The task. All of the data is to be printed again exactly as it appears.

Data for review.
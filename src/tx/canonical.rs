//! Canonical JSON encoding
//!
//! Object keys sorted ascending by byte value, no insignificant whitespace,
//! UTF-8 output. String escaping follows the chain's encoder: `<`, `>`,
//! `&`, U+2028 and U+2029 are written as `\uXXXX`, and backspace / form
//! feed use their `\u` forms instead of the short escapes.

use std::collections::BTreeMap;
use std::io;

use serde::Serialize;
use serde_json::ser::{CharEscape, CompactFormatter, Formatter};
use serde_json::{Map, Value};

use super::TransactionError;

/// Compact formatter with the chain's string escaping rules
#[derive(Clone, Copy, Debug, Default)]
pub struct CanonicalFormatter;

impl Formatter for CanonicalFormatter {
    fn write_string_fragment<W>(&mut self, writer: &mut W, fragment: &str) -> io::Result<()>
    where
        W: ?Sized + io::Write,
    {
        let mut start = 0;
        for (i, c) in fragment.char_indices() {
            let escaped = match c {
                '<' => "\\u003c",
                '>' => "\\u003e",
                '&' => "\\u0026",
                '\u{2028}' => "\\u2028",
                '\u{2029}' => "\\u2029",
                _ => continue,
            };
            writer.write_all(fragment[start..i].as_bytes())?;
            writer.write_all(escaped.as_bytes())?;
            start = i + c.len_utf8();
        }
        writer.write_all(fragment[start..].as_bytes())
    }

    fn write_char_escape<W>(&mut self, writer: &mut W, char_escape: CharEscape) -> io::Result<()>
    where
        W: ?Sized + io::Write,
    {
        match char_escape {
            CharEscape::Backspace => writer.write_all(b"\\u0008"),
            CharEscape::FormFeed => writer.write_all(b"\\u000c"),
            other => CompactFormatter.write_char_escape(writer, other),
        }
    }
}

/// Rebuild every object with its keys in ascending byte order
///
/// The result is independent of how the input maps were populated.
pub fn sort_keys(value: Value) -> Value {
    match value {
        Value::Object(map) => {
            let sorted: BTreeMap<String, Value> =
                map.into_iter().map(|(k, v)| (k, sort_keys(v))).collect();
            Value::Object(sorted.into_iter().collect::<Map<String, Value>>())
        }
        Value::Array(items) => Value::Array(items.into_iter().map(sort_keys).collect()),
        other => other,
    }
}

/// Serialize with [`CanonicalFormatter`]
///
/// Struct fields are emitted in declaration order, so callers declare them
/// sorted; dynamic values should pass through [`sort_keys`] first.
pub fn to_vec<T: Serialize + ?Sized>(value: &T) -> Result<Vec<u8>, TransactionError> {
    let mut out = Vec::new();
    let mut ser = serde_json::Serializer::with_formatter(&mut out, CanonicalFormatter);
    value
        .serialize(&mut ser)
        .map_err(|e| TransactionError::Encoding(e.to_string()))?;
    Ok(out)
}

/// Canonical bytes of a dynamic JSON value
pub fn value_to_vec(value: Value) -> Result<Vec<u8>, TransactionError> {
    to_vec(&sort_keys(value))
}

Worked solution.
filename src/tx/canonical.rs
//! Canonical JSON encoding
//!
//! Object keys sorted ascending by byte value, no insignificant whitespace,
//! UTF-8 output. String escaping follows the chain's encoder: `<`, `>`,
//! `&`, U+2028 and U+2029 are written as `\uXXXX`, and backspace / form
//! feed use their `\u` forms instead of the short escapes.

use std::collections::BTreeMap;
use std::io;

use serde::Serialize;
use serde_json::ser::{CharEscape, CompactFormatter, Formatter};
use serde_json::{Map, Value};

use super::TransactionError;

/// Compact formatter with the chain's string escaping rules
#[derive(Clone, Copy, Debug, Default)]
pub struct CanonicalFormatter;

impl Formatter for CanonicalFormatter {
    fn write_string_fragment<W>(&mut self, writer: &mut W, fragment: &str) -> io::Result<()>
    where
        W: ?Sized + io::Write,
    {
        let mut start = 0;
        for (i, c) in fragment.char_indices() {
            let escaped = match c {
                '<' => "\\u003c",
                '>' => "\\u003e",
                '&' => "\\u0026",
                '\u{2028}' => "\\u2028",
                '\u{2029}' => "\\u2029",
                _ => continue,
            };
            writer.write_all(fragment[start..i].as_bytes())?;
            writer.write_all(escaped.as_bytes())?;
            start = i + c.len_utf8();
        }
        writer.write_all(fragment[start..].as_bytes())
    }

    fn write_char_escape<W>(&mut self, writer: &mut W, char_escape: CharEscape) -> io::Result<()>
    where
        W: ?Sized + io::Write,
    {
        match char_escape {
            CharEscape::Backspace => writer.write_all(b"\\u0008"),
            CharEscape::FormFeed => writer.write_all(b"\\u000c"),
            other => CompactFormatter.write_char_escape(writer, other),
        }
    }
}

/// Rebuild every object with its keys in ascending byte order
///
/// The result is independent of how the input maps were populated.
pub fn sort_keys(value: Value) -> Value {
    match value {
        Value::Object(map) => {
            let sorted: BTreeMap<String, Value> =
                map.into_iter().map(|(k, v)| (k, sort_keys(v))).collect();
            Value::Object(sorted.into_iter().collect::<Map<String, Value>>())
        }
        Value::Array(items) => Value::Array(items.into_iter().map(sort_keys).collect()),
        other => other,
    }
}

/// Serialize with [`CanonicalFormatter`]
///
/// Struct fields are emitted in declaration order, so callers declare them
/// sorted; dynamic values should pass through [`sort_keys`] first.
pub fn to_vec<T: Serialize + ?Sized>(value: &T) -> Result<Vec<u8>, TransactionError> {
    let mut out = Vec::new();
    let mut ser = serde_json::Serializer::with_formatter(&mut out, CanonicalFormatter);
    value
        .serialize(&mut ser)
        .map_err(|e| TransactionError::Encoding(e.to_string()))?;
    Ok(out)
}

/// Canonical bytes of a dynamic JSON value
pub fn value_to_vec(value: Value) -> Result<Vec<u8>, TransactionError> {
    to_vec(&sort_keys(value))
}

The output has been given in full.